---------- Data records ----------

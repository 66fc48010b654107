use super::core::{acted_in_key, movie_cast_key, movie_key, DbOperations};
use crate::graph_store::{BatchOutcome, MovieUpsert, StoreError, StoreResult, REQUIRED_CONSTRAINTS};
use serde::{Deserialize, Serialize};
use sled::transaction::{ConflictableTransactionError, TransactionError};
use sled::Transactional;
use std::collections::HashMap;

/// `Actor` node properties
#[derive(Debug, Clone, PartialEq, Eq, Serialize, Deserialize)]
pub struct ActorNode {
    pub name: String,
}

impl DbOperations {
    /// Merge a batch of movies and their cast in a single transaction.
    ///
    /// Movies are keyed by id and fully overwritten; actors and `ACTED_IN` edges are
    /// created only when missing. Either the whole batch commits or none of it does.
    pub fn upsert_movies(&self, batch: &[MovieUpsert]) -> StoreResult<BatchOutcome> {
        for (label, property) in REQUIRED_CONSTRAINTS {
            if !self.has_constraint(label, property)? {
                return Err(StoreError::MissingConstraint(format!("{}.{}", label, property)));
            }
        }

        let mut movies = Vec::with_capacity(batch.len());
        let mut actors: HashMap<&str, Vec<u8>> = HashMap::new();
        for upsert in batch {
            movies.push((movie_key(upsert.movie.id), serde_json::to_vec(&upsert.movie)?));
            for name in &upsert.actors {
                if !actors.contains_key(name.as_str()) {
                    let node = ActorNode { name: name.clone() };
                    actors.insert(name.as_str(), serde_json::to_vec(&node)?);
                }
            }
        }

        let trees = (
            &self.movies_tree,
            &self.actors_tree,
            &self.acted_in_tree,
            &self.movie_cast_tree,
        );
        let result = trees.transaction(|(movie_tx, actor_tx, acted_in_tx, cast_tx)| {
            let mut outcome = BatchOutcome::default();

            for (upsert, (key, bytes)) in batch.iter().zip(&movies) {
                if movie_tx.insert(key.as_bytes(), bytes.as_slice())?.is_none() {
                    outcome.movies_created += 1;
                }
                outcome.movies_upserted += 1;

                for name in &upsert.actors {
                    if actor_tx.get(name.as_bytes())?.is_none() {
                        if let Some(bytes) = actors.get(name.as_str()) {
                            actor_tx.insert(name.as_bytes(), bytes.as_slice())?;
                        }
                        outcome.actors_created += 1;
                    }

                    let edge = acted_in_key(name, upsert.movie.id);
                    if acted_in_tx.insert(edge.as_bytes(), Vec::<u8>::new())?.is_none() {
                        outcome.relationships_created += 1;
                    }
                    cast_tx.insert(
                        movie_cast_key(upsert.movie.id, name).as_bytes(),
                        Vec::<u8>::new(),
                    )?;
                }
            }

            Ok::<_, ConflictableTransactionError<()>>(outcome)
        });

        result.map_err(|e| match e {
            TransactionError::Abort(()) => StoreError::Transaction("batch aborted".to_string()),
            TransactionError::Storage(e) => StoreError::Sled(e),
        })
    }
}
use super::core::DbOperations;
use crate::graph_store::StoreResult;
use chrono::{DateTime, Utc};
use serde::{Deserialize, Serialize};

/// A declared uniqueness constraint
#[derive(Debug, Clone, PartialEq, Eq, Serialize, Deserialize)]
pub struct ConstraintRecord {
    pub label: String,
    pub property: String,
    pub declared_at: DateTime<Utc>,
}

impl ConstraintRecord {
    pub fn key(&self) -> String {
        constraint_key(&self.label, &self.property)
    }
}

fn constraint_key(label: &str, property: &str) -> String {
    format!("{}.{}", label, property)
}

impl DbOperations {
    /// Declare a uniqueness constraint. Returns `false` if it was already declared.
    pub fn declare_constraint(&self, label: &str, property: &str) -> StoreResult<bool> {
        let record = ConstraintRecord {
            label: label.to_string(),
            property: property.to_string(),
            declared_at: Utc::now(),
        };
        let bytes = serde_json::to_vec(&record)?;
        let swapped = self.constraints_tree.compare_and_swap(
            record.key().as_bytes(),
            None::<&[u8]>,
            Some(bytes),
        )?;
        Ok(swapped.is_ok())
    }

    pub fn has_constraint(&self, label: &str, property: &str) -> StoreResult<bool> {
        Ok(self
            .constraints_tree
            .contains_key(constraint_key(label, property).as_bytes())?)
    }

    pub fn list_constraints(&self) -> StoreResult<Vec<ConstraintRecord>> {
        Ok(self
            .list_items_in_tree(&self.constraints_tree)?
            .into_iter()
            .map(|(_, record)| record)
            .collect())
    }
}
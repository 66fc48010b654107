use super::fields::{FieldKind, MOVIE_FIELDS};
use super::record::{CleanedRow, CleanedValue, MovieRecord};
use super::violation::{SchemaViolation, ViolationCause};
use std::collections::HashMap;

/// Validates a cleaned row against the canonical movie schema.
///
/// Validation is strict: the first failing field rejects the row. The validator never
/// logs or drops anything itself; the caller decides what a rejection means.
#[derive(Debug, Default, Clone, Copy)]
pub struct RecordValidator;

impl RecordValidator {
    pub fn new() -> Self {
        Self
    }

    /// Validate the given row, producing a typed [`MovieRecord`].
    pub fn validate(&self, row: &CleanedRow) -> Result<MovieRecord, SchemaViolation> {
        let mut fields = TypedFields::default();

        for spec in MOVIE_FIELDS.iter() {
            let value = row.value(spec.name);
            let missing = || SchemaViolation::new(&row.raw, spec.name, ViolationCause::MissingField);
            let wrong_shape = |expected| {
                SchemaViolation::new(&row.raw, spec.name, ViolationCause::WrongShape { expected })
            };

            match (spec.kind, value) {
                (FieldKind::Integer, None) | (FieldKind::Text, None) | (FieldKind::Number, None) => {
                    return Err(missing());
                }
                (FieldKind::Integer, Some(CleanedValue::Text(text))) => {
                    let parsed = text.trim().parse::<i64>().map_err(|e| {
                        SchemaViolation::new(&row.raw, spec.name, ViolationCause::InvalidInteger(e))
                    })?;
                    fields.integers.insert(spec.name, parsed);
                }
                (FieldKind::Text, Some(CleanedValue::Text(text))) => {
                    fields.text.insert(spec.name, Some(text.clone()));
                }
                (FieldKind::NullableText, Some(CleanedValue::Text(text))) => {
                    let text = if text.trim().is_empty() { None } else { Some(text.clone()) };
                    fields.text.insert(spec.name, text);
                }
                (FieldKind::NullableText, None) => {
                    fields.text.insert(spec.name, None);
                }
                (FieldKind::Number, Some(CleanedValue::Number(Some(number)))) => {
                    fields.numbers.insert(spec.name, Some(*number));
                }
                (FieldKind::Number, Some(CleanedValue::Number(None))) => {
                    return Err(missing());
                }
                (FieldKind::NullableNumber, Some(CleanedValue::Number(number))) => {
                    fields.numbers.insert(spec.name, *number);
                }
                (FieldKind::NullableNumber, None) => {
                    fields.numbers.insert(spec.name, None);
                }
                (FieldKind::List, Some(CleanedValue::List(items))) => {
                    fields.lists.insert(spec.name, items.clone());
                }
                (FieldKind::List, None) => {
                    fields.lists.insert(spec.name, Vec::new());
                }
                (FieldKind::Integer, Some(_)) => return Err(wrong_shape("integer")),
                (FieldKind::Text, Some(_)) | (FieldKind::NullableText, Some(_)) => {
                    return Err(wrong_shape("text"))
                }
                (FieldKind::Number, Some(_)) | (FieldKind::NullableNumber, Some(_)) => {
                    return Err(wrong_shape("numeric"))
                }
                (FieldKind::List, Some(_)) => return Err(wrong_shape("list")),
            }
        }

        Ok(fields.into_record())
    }
}

/// Typed values collected while walking the schema.
#[derive(Default)]
struct TypedFields {
    integers: HashMap<&'static str, i64>,
    text: HashMap<&'static str, Option<String>>,
    numbers: HashMap<&'static str, Option<f64>>,
    lists: HashMap<&'static str, Vec<String>>,
}

impl TypedFields {
    fn int(&mut self, name: &str) -> i64 {
        self.integers.remove(name).unwrap_or_default()
    }

    fn text(&mut self, name: &str) -> String {
        self.text.remove(name).flatten().unwrap_or_default()
    }

    fn opt_text(&mut self, name: &str) -> Option<String> {
        self.text.remove(name).flatten()
    }

    fn number(&mut self, name: &str) -> f64 {
        self.numbers.remove(name).flatten().unwrap_or_default()
    }

    fn opt_number(&mut self, name: &str) -> Option<f64> {
        self.numbers.remove(name).flatten()
    }

    fn list(&mut self, name: &str) -> Vec<String> {
        self.lists.remove(name).unwrap_or_default()
    }

    // Every schema field has been checked by the time this runs.
    fn into_record(mut self) -> MovieRecord {
        MovieRecord {
            id: self.int("id"),
            title: self.text("title"),
            vote_average: self.number("vote_average"),
            vote_count: self.number("vote_count"),
            status: self.text("status"),
            release_date: self.text("release_date"),
            revenue: self.number("revenue"),
            runtime: self.opt_number("runtime"),
            budget: self.opt_number("budget"),
            imdb_id: self.text("imdb_id"),
            original_language: self.text("original_language"),
            original_title: self.text("original_title"),
            overview: self.opt_text("overview"),
            popularity: self.number("popularity"),
            tagline: self.opt_text("tagline"),
            genres: self.list("genres"),
            production_companies: self.list("production_companies"),
            production_countries: self.list("production_countries"),
            spoken_languages: self.list("spoken_languages"),
            cast: self.list("cast"),
            director: self.text("director"),
            director_of_photography: self.opt_text("director_of_photography"),
            writers: self.list("writers"),
            producers: self.list("producers"),
            music_composer: self.opt_text("music_composer"),
            imdb_rating: self.number("imdb_rating"),
            imdb_votes: self.number("imdb_votes"),
            poster_path: self.opt_text("poster_path"),
        }
    }
}
// Core database operations
mod constraint_operations;
pub mod core;
mod movie_operations;
mod query_operations;


// Re-export the main DbOperations struct and node types
pub use constraint_operations::ConstraintRecord;
pub use core::DbOperations;
pub use movie_operations::ActorNode;
pub use query_operations::{MovieSuggestion, DEFAULT_SUGGESTION_LIMIT};
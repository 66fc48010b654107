use crate::error::LoaderError;
use serde::{Deserialize, Serialize};
use std::fmt;
use std::str::FromStr;

/// A caller-requested pipeline step
#[derive(
    Debug, Clone, Copy, PartialEq, Eq, Hash, Serialize, Deserialize, clap::ValueEnum,
)]
#[serde(rename_all = "snake_case")]
pub enum Operation {
    /// Fetch the dataset archive into the output directory
    Download,
    /// Unpack the archive in place, then remove it
    Extract,
    /// Validate the source file and write one artifact per release decade
    #[value(alias = "chunk")]
    #[serde(alias = "chunk")]
    Partition,
    /// Declare constraints, then write every decade artifact to the graph store
    Load,
}

impl Operation {
    pub fn name(&self) -> &'static str {
        match self {
            Operation::Download => "download",
            Operation::Extract => "extract",
            Operation::Partition => "partition",
            Operation::Load => "load",
        }
    }

    /// The full pipeline, in natural order
    pub fn all() -> [Operation; 4] {
        [
            Operation::Download,
            Operation::Extract,
            Operation::Partition,
            Operation::Load,
        ]
    }
}

impl fmt::Display for Operation {
    fn fmt(&self, f: &mut fmt::Formatter<'_>) -> fmt::Result {
        f.write_str(self.name())
    }
}

impl FromStr for Operation {
    type Err = LoaderError;

    fn from_str(s: &str) -> Result<Self, Self::Err> {
        match s.trim().to_ascii_lowercase().as_str() {
            "download" => Ok(Operation::Download),
            "extract" => Ok(Operation::Extract),
            "partition" | "chunk" => Ok(Operation::Partition),
            "load" => Ok(Operation::Load),
            other => Err(LoaderError::configuration(format!(
                "Invalid operation '{}' (expected download, extract, partition/chunk or load)",
                other
            ))),
        }
    }
}
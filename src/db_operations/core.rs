use crate::graph_store::StoreResult;
use serde::de::DeserializeOwned;
use std::path::Path;

/// Key separator for composite relationship keys. Actor names never contain it.
pub(crate) const KEY_SEPARATOR: char = '\0';

/// Sled-backed movie graph.
///
/// Nodes and relationships live in their own trees:
/// `movies` (id → movie properties), `actors` (name → actor),
/// `acted_in` (`name\0id`), `movie_cast` (`id\0name`, the reverse index) and
/// `constraints` (`Label.property` → declaration).
#[derive(Clone)]
pub struct DbOperations {
    /// The underlying sled database instance
    db: sled::Db,
    pub(crate) movies_tree: sled::Tree,
    pub(crate) actors_tree: sled::Tree,
    pub(crate) acted_in_tree: sled::Tree,
    pub(crate) movie_cast_tree: sled::Tree,
    pub(crate) constraints_tree: sled::Tree,
}

impl DbOperations {
    /// Opens (or creates) a database directory
    pub fn open(path: &Path) -> Result<Self, sled::Error> {
        Self::new(sled::open(path)?)
    }

    /// Creates a new DbOperations instance with all required trees
    pub fn new(db: sled::Db) -> Result<Self, sled::Error> {
        let movies_tree = db.open_tree("movies")?;
        let actors_tree = db.open_tree("actors")?;
        let acted_in_tree = db.open_tree("acted_in")?;
        let movie_cast_tree = db.open_tree("movie_cast")?;
        let constraints_tree = db.open_tree("constraints")?;

        Ok(Self {
            db,
            movies_tree,
            actors_tree,
            acted_in_tree,
            movie_cast_tree,
            constraints_tree,
        })
    }

    /// Retrieve any deserializable item from a specific tree
    pub fn get_from_tree<T: DeserializeOwned>(
        &self,
        tree: &sled::Tree,
        key: &str,
    ) -> StoreResult<Option<T>> {
        match tree.get(key.as_bytes())? {
            Some(bytes) => Ok(Some(serde_json::from_slice(&bytes)?)),
            None => Ok(None),
        }
    }

    /// List all key-value pairs in a tree
    pub fn list_items_in_tree<T: DeserializeOwned>(
        &self,
        tree: &sled::Tree,
    ) -> StoreResult<Vec<(String, T)>> {
        let mut items = Vec::new();
        for result in tree.iter() {
            let (key, value) = result?;
            let key_str = String::from_utf8_lossy(&key).to_string();
            items.push((key_str, serde_json::from_slice(&value)?));
        }
        Ok(items)
    }

    /// Second halves of the composite keys under `prefix\0`
    pub(crate) fn scan_composite(&self, tree: &sled::Tree, prefix: &str) -> StoreResult<Vec<String>> {
        let prefix = format!("{}{}", prefix, KEY_SEPARATOR);
        let mut suffixes = Vec::new();
        for result in tree.scan_prefix(prefix.as_bytes()) {
            let (key, _) = result?;
            let key = String::from_utf8_lossy(&key);
            if let Some(suffix) = key.strip_prefix(prefix.as_str()) {
                suffixes.push(suffix.to_string());
            }
        }
        Ok(suffixes)
    }

    /// Ensure everything written so far is durable
    pub fn flush(&self) -> StoreResult<()> {
        self.db.flush()?;
        Ok(())
    }
}

pub(crate) fn movie_key(id: i64) -> String {
    id.to_string()
}

/// `acted_in` key: actor first so an actor's movies share a prefix
pub(crate) fn acted_in_key(actor: &str, movie_id: i64) -> String {
    format!("{}{}{}", actor, KEY_SEPARATOR, movie_id)
}

/// `movie_cast` key: movie first so a movie's cast shares a prefix
pub(crate) fn movie_cast_key(movie_id: i64, actor: &str) -> String {
    format!("{}{}{}", movie_id, KEY_SEPARATOR, actor)
}
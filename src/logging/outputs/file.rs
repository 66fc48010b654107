//! File output handler for the diagnostics destination

use crate::logging::config::FileConfig;
use crate::logging::LoggingError;
use std::path::Path;
use tracing::Subscriber;
use tracing_appender::non_blocking::{NonBlocking, WorkerGuard};
use tracing_appender::{non_blocking, rolling};
use tracing_subscriber::fmt;
use tracing_subscriber::registry::LookupSpan;
use tracing_subscriber::Layer;

/// File output handler. Lines are appended without ANSI escapes through a
/// non-blocking writer; the guard flushes pending lines when dropped.
pub struct FileOutput {
    writer: NonBlocking,
    guard: WorkerGuard,
    include_thread: bool,
}

impl FileOutput {
    /// Create the log file's parent directory and open the appender
    pub fn new(config: &FileConfig) -> Result<Self, LoggingError> {
        let path = config.path.as_path();
        let directory = match path.parent() {
            Some(parent) if !parent.as_os_str().is_empty() => parent,
            _ => Path::new("."),
        };
        std::fs::create_dir_all(directory)?;

        let filename = path
            .file_name()
            .and_then(|name| name.to_str())
            .ok_or_else(|| {
                LoggingError::Config(format!("Log file path has no file name: {}", path.display()))
            })?;

        let appender = rolling::RollingFileAppender::builder()
            .rotation(rolling::Rotation::NEVER)
            .filename_prefix(filename)
            .build(directory)
            .map_err(|e| LoggingError::Config(format!("Failed to open log file: {}", e)))?;
        let (writer, guard) = non_blocking(appender);

        Ok(Self {
            writer,
            guard,
            include_thread: config.include_thread,
        })
    }

    /// Create a tracing layer for file output.
    ///
    /// The returned guard must be held for as long as lines should reach the file.
    pub fn into_layer<S>(self) -> (impl Layer<S> + Send + Sync, WorkerGuard)
    where
        S: Subscriber + for<'a> LookupSpan<'a>,
    {
        let layer = fmt::layer()
            .with_writer(self.writer)
            .with_ansi(false)
            .with_target(true)
            .with_thread_ids(self.include_thread);
        (layer, self.guard)
    }
}
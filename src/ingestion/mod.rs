//! # Ingestion Module
//!
//! Everything between the remote dataset and the graph store.
//!
//! ## Components
//!
//! * `archive` - Download and unpack the dataset archive
//! * `source` - Streaming CSV reader producing raw and validated rows
//! * `cleaner` - Numeric and list normalization ahead of validation
//! * `partitioner` - Groups validated records into per-decade artifacts
//! * `writer` - Batched, idempotent upserts of artifacts into the graph store
//!
//! ## Architecture
//!
//! 1. Raw rows are read from the combined source file
//! 2. Each row is cleaned, then validated into a `MovieRecord`
//! 3. Valid records are grouped by release decade and written to `{decade}s_movies.csv`
//! 4. Each artifact is re-read and written to the store 100 rows at a time

pub mod archive;
pub mod cleaner;
pub mod partitioner;
pub mod source;
pub mod writer;


// Public re-exports
pub use archive::{DatasetArchive, ARCHIVE_FILE_NAME};
pub use cleaner::FieldCleaner;
pub use partitioner::{
    artifact_file_name, discover_artifacts, ArtifactInfo, DecadePartition, DecadePartitioner,
    InvalidRowPolicy, PartitionSummary, REJECTED_ROWS_FILE,
};
pub use source::{RecordStream, SourceReader};
pub use writer::{BatchWriter, WriteSummary};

----------

◆ Work item: What you give back must match the material exactly, beginning with its first line and ending with the line holding "use sled::Transactional;".

◆ Answer for the task:
repository 66fc48010b654107
use super::core::{acted_in_key, movie_cast_key, movie_key, DbOperations};
use crate::graph_store::{BatchOutcome, MovieUpsert, StoreError, StoreResult, REQUIRED_CONSTRAINTS};
use serde::{Deserialize, Serialize};
use sled::transaction::{ConflictableTransactionError, TransactionError};
use sled::Transactional;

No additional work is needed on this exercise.